As mentioned above, the Round Goby was accidentally introduced into the North American Great Lakes by way of ballast water transfer in cargo ships, in common speak, a large container ship dumped excess water containing foreign species. Some would argue that this was intentional due to carelessness.

They were first discovered in North America in the St. Clair River in 1990/89, the round goby is considered an invasive species. It has a significant ecological and economic impact on those regions it has invaded as it competes with native species like trout and salmon by consuming their food and reducing their numbers.

Round gobies are voracious predators causing a reduction of numbers of larger predators.

The goby’s ability to survive in poor environments makes it easy to take over an area.

Smallmouth bass, largemouth bass, walleye, salmon and trout benefit greatly from the abundance of the Round Goby, and the Round Goby helps keep the Zebra Muscles in check. So, for many anglers, the Round Goby is not seen as an issue, but a solution.

Some are concerned with the Round Goby consuming so many Zebra Muscles as the Zebra Muscles consume toxins such as PCBs. As so many Gobies are consumed, there is fear that the toxins will now move further up the food chain. A fear that has proven to be true.

Round Gobys have spread rapidly throughout the Great Lakes since their discovery back in the early 1990s. It is believed that they were discovered in 1990 or 1989. These creatures are very competitive and are able to reproduce and populate new areas quite easily.

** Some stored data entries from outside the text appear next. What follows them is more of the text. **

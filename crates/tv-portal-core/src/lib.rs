//! Presentation core for the link portal: state, view selection, and the
//! async driver that talks to the wallet and the remote list.

pub mod portal;
pub mod state;
pub mod view;

pub use portal::{Notice, Portal, PortalObserver};
pub use state::{ConnectionStatus, Effect, FetchOutcome, ListState, PortalState, Refusal};
pub use view::{View, select_view};
//! Legacy Solana transaction wire format.
//!
//! Only what the portal needs: compile a message from instructions,
//! collect signatures, serialize. Multi-byte lengths use compact-u16.

use tv_api_types::Address;
use tv_chain_client::{ChainError, ChainResult};

pub const SYSTEM_PROGRAM_ID: Address = Address::new([0; 32]);
pub const SIGNATURE_LEN: usize = 64;

#[derive(Debug, Clone, PartialEq, Eq)]
pub struct AccountMeta {
    pub address: Address,
    pub is_signer: bool,
    pub is_writable: bool,
}

#[derive(Debug, Clone, PartialEq, Eq)]
pub struct Instruction {
    pub program_id: Address,
    pub accounts: Vec<AccountMeta>,
    pub data: Vec<u8>,
}

#[derive(Debug, Clone, Copy, PartialEq, Eq)]
pub struct MessageHeader {
    pub num_required_signatures: u8,
    pub num_readonly_signed: u8,
    pub num_readonly_unsigned: u8,
}

#[derive(Debug, Clone, PartialEq, Eq)]
pub struct CompiledInstruction {
    pub program_id_index: u8,
    pub accounts: Vec<u8>,
    pub data: Vec<u8>,
}

#[derive(Debug, Clone, PartialEq, Eq)]
pub struct Message {
    pub header: MessageHeader,
    pub account_keys: Vec<Address>,
    pub recent_blockhash: [u8; 32],
    pub instructions: Vec<CompiledInstruction>,
}

pub fn encode_compact_u16(value: u16, out: &mut Vec<u8>) {
    let mut rest = value;
    loop {
        let mut byte = (rest & 0x7f) as u8;
        rest >>= 7;
        if rest == 0 {
            out.push(byte);
            return;
        }
        byte |= 0x80;
        out.push(byte);
    }
}

fn compact_len(len: usize, what: &str, out: &mut Vec<u8>) -> ChainResult<()> {
    let len = u16::try_from(len)
        .map_err(|_| ChainError::Signing(format!("too many {what}: {len}")))?;
    encode_compact_u16(len, out);
    Ok(())
}

#[derive(Clone, Copy)]
struct KeyFlags {
    address: Address,
    is_signer: bool,
    is_writable: bool,
}

impl Message {
    /// Orders keys as writable signers (payer first), read-only signers,
    /// writable non-signers, then read-only non-signers.
    pub fn compile(
        payer: &Address,
        instructions: &[Instruction],
        recent_blockhash: [u8; 32],
    ) -> ChainResult<Self> {
        let mut seen: Vec<KeyFlags> = vec![KeyFlags {
            address: *payer,
            is_signer: true,
            is_writable: true,
        }];

        let mut note = |address: Address, is_signer: bool, is_writable: bool| {
            if let Some(existing) = seen.iter_mut().find(|k| k.address == address) {
                existing.is_signer |= is_signer;
                existing.is_writable |= is_writable;
            } else {
                seen.push(KeyFlags {
                    address,
                    is_signer,
                    is_writable,
                });
            }
        };

        for ix in instructions {
            for meta in &ix.accounts {
                note(meta.address, meta.is_signer, meta.is_writable);
            }
            note(ix.program_id, false, false);
        }

        let group = |signer: bool, writable: bool| {
            seen.iter()
                .filter(move |k| k.is_signer == signer && k.is_writable == writable)
                .map(|k| k.address)
        };
        let writable_signed: Vec<Address> = group(true, true).collect();
        let readonly_signed: Vec<Address> = group(true, false).collect();
        let writable_unsigned: Vec<Address> = group(false, true).collect();
        let readonly_unsigned: Vec<Address> = group(false, false).collect();

        let to_u8 = |n: usize, what: &str| {
            u8::try_from(n).map_err(|_| ChainError::Signing(format!("too many {what}: {n}")))
        };
        let header = MessageHeader {
            num_required_signatures: to_u8(
                writable_signed.len() + readonly_signed.len(),
                "signers",
            )?,
            num_readonly_signed: to_u8(readonly_signed.len(), "read-only signers")?,
            num_readonly_unsigned: to_u8(readonly_unsigned.len(), "read-only accounts")?,
        };

        let account_keys: Vec<Address> = writable_signed
            .into_iter()
            .chain(readonly_signed)
            .chain(writable_unsigned)
            .chain(readonly_unsigned)
            .collect();
        let index_of = |address: &Address| -> ChainResult<u8> {
            let position = account_keys
                .iter()
                .position(|k| k == address)
                .ok_or_else(|| ChainError::Signing(format!("account {address} missing from message")))?;
            to_u8(position, "accounts")
        };

        let mut compiled = Vec::with_capacity(instructions.len());
        for ix in instructions {
            let accounts = ix
                .accounts
                .iter()
                .map(|meta| index_of(&meta.address))
                .collect::<ChainResult<Vec<u8>>>()?;
            compiled.push(CompiledInstruction {
                program_id_index: index_of(&ix.program_id)?,
                accounts,
                data: ix.data.clone(),
            });
        }

        Ok(Self {
            header,
            account_keys,
            recent_blockhash,
            instructions: compiled,
        })
    }

    pub fn signers(&self) -> &[Address] {
        &self.account_keys[..usize::from(self.header.num_required_signatures)]
    }

    pub fn serialize(&self) -> ChainResult<Vec<u8>> {
        let mut out = vec![
            self.header.num_required_signatures,
            self.header.num_readonly_signed,
            self.header.num_readonly_unsigned,
        ];
        compact_len(self.account_keys.len(), "accounts", &mut out)?;
        for key in &self.account_keys {
            out.extend_from_slice(key.as_bytes());
        }
        out.extend_from_slice(&self.recent_blockhash);
        compact_len(self.instructions.len(), "instructions", &mut out)?;
        for ix in &self.instructions {
            out.push(ix.program_id_index);
            compact_len(ix.accounts.len(), "instruction accounts", &mut out)?;
            out.extend_from_slice(&ix.accounts);
            compact_len(ix.data.len(), "instruction bytes", &mut out)?;
            out.extend_from_slice(&ix.data);
        }
        Ok(out)
    }
}

#[derive(Debug, Clone)]
pub struct Transaction {
    signatures: Vec<Option<[u8; SIGNATURE_LEN]>>,
    message: Message,
}

impl Transaction {
    pub fn new(message: Message) -> Self {
        let slots = usize::from(message.header.num_required_signatures);
        Self {
            signatures: vec![None; slots],
            message,
        }
    }

    pub fn add_signature(&mut self, signer: &Address, signature: [u8; SIGNATURE_LEN]) -> ChainResult<()> {
        let slot = self
            .message
            .signers()
            .iter()
            .position(|k| k == signer)
            .ok_or_else(|| ChainError::Signing(format!("{signer} is not a required signer")))?;
        self.signatures[slot] = Some(signature);
        Ok(())
    }

    pub fn missing_signers(&self) -> Vec<Address> {
        self.message
            .signers()
            .iter()
            .zip(&self.signatures)
            .filter(|(_, sig)| sig.is_none())
            .map(|(key, _)| *key)
            .collect()
    }

    pub fn serialize(&self) -> ChainResult<Vec<u8>> {
        let missing = self.missing_signers();
        if !missing.is_empty() {
            let names: Vec<String> = missing.iter().map(ToString::to_string).collect();
            return Err(ChainError::Signing(format!(
                "missing signatures from {}",
                names.join(", ")
            )));
        }
        let mut out = Vec::new();
        compact_len(self.signatures.len(), "signatures", &mut out)?;
        for signature in self.signatures.iter().flatten() {
            out.extend_from_slice(signature);
        }
        out.extend_from_slice(&self.message.serialize()?);
        Ok(out)
    }
}

#[cfg(test)]
mod tests {
    use super::*;

    fn key(byte: u8) -> Address {
        Address::new([byte; 32])
    }

    fn meta(address: Address, is_signer: bool, is_writable: bool) -> AccountMeta {
        AccountMeta {
            address,
            is_signer,
            is_writable,
        }
    }

    #[test]
    fn compact_u16_boundaries() {
        let cases: [(u16, &[u8]); 5] = [
            (0, &[0x00]),
            (127, &[0x7f]),
            (128, &[0x80, 0x01]),
            (16_383, &[0xff, 0x7f]),
            (16_384, &[0x80, 0x80, 0x01]),
        ];
        for (value, expected) in cases {
            let mut out = Vec::new();
            encode_compact_u16(value, &mut out);
            assert_eq!(out, expected, "value {value}");
        }
    }

    #[test]
    fn initialize_shape_orders_signers_first() {
        let user = key(1);
        let storage = key(2);
        let program = key(9);
        let ix = Instruction {
            program_id: program,
            accounts: vec![
                meta(storage, true, true),
                meta(user, true, true),
                meta(SYSTEM_PROGRAM_ID, false, false),
            ],
            data: vec![1, 2, 3],
        };

        let message = Message::compile(&user, &[ix], [5; 32]).expect("compile");
        assert_eq!(
            message.header,
            MessageHeader {
                num_required_signatures: 2,
                num_readonly_signed: 0,
                num_readonly_unsigned: 2,
            }
        );
        assert_eq!(message.account_keys, vec![user, storage, SYSTEM_PROGRAM_ID, program]);
        assert_eq!(message.instructions[0].program_id_index, 3);
        assert_eq!(message.instructions[0].accounts, vec![1, 0, 2]);
        assert_eq!(message.signers(), &[user, storage]);
    }

    #[test]
    fn append_shape_keeps_storage_writable_unsigned() {
        let user = key(1);
        let storage = key(2);
        let program = key(9);
        let ix = Instruction {
            program_id: program,
            accounts: vec![meta(storage, false, true), meta(user, true, true)],
            data: vec![],
        };

        let message = Message::compile(&user, &[ix], [0; 32]).expect("compile");
        assert_eq!(message.header.num_required_signatures, 1);
        assert_eq!(message.header.num_readonly_unsigned, 1);
        assert_eq!(message.account_keys, vec![user, storage, program]);
        assert_eq!(message.instructions[0].accounts, vec![1, 0]);

        let bytes = message.serialize().expect("serialize");
        assert_eq!(&bytes[..4], &[1, 0, 1, 3]);
        assert_eq!(bytes.len(), 3 + 1 + 3 * 32 + 32 + 1 + 1 + 1 + 2 + 1);
    }

    #[test]
    fn transaction_requires_every_signer() {
        let user = key(1);
        let storage = key(2);
        let ix = Instruction {
            program_id: key(9),
            accounts: vec![meta(storage, true, true), meta(user, true, true)],
            data: vec![7],
        };
        let message = Message::compile(&user, &[ix], [0; 32]).expect("compile");
        let message_len = message.serialize().expect("serialize").len();
        let mut tx = Transaction::new(message);

        tx.add_signature(&storage, [0xbb; 64]).expect("storage signs");
        assert_eq!(tx.missing_signers(), vec![user]);
        assert!(tx.serialize().is_err());
        assert!(tx.add_signature(&key(3), [0; 64]).is_err());

        tx.add_signature(&user, [0xaa; 64]).expect("user signs");
        let bytes = tx.serialize().expect("serialize");
        assert_eq!(bytes[0], 2);
        assert_eq!(bytes[1], 0xaa);
        assert_eq!(bytes[65], 0xbb);
        assert_eq!(bytes.len(), 1 + 2 * 64 + message_len);
    }
}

In addition to habitat domination, Round Gobys will also eat the eggs and the young of indigenous fish, which is a great concern to anglers and conservation authorities alike. The Round Gobies they arrived via the ballast water of transoceanic vessels.

Good Invasion or Bad Invasion

The Round Goby is an invasive species, there is no arguing against that. However, there are many people that believe that it is a good thing for the Great Lakes: it cuts down on the growth of Zebra muscles, which are very bad for the Great Lakes; it provides food for top game fish; and it has helped bring some species back from the brink.

However, there is no argument that the Round Goby has cuased the decline of other native species. Some of which may die out and never return to the ecosystem.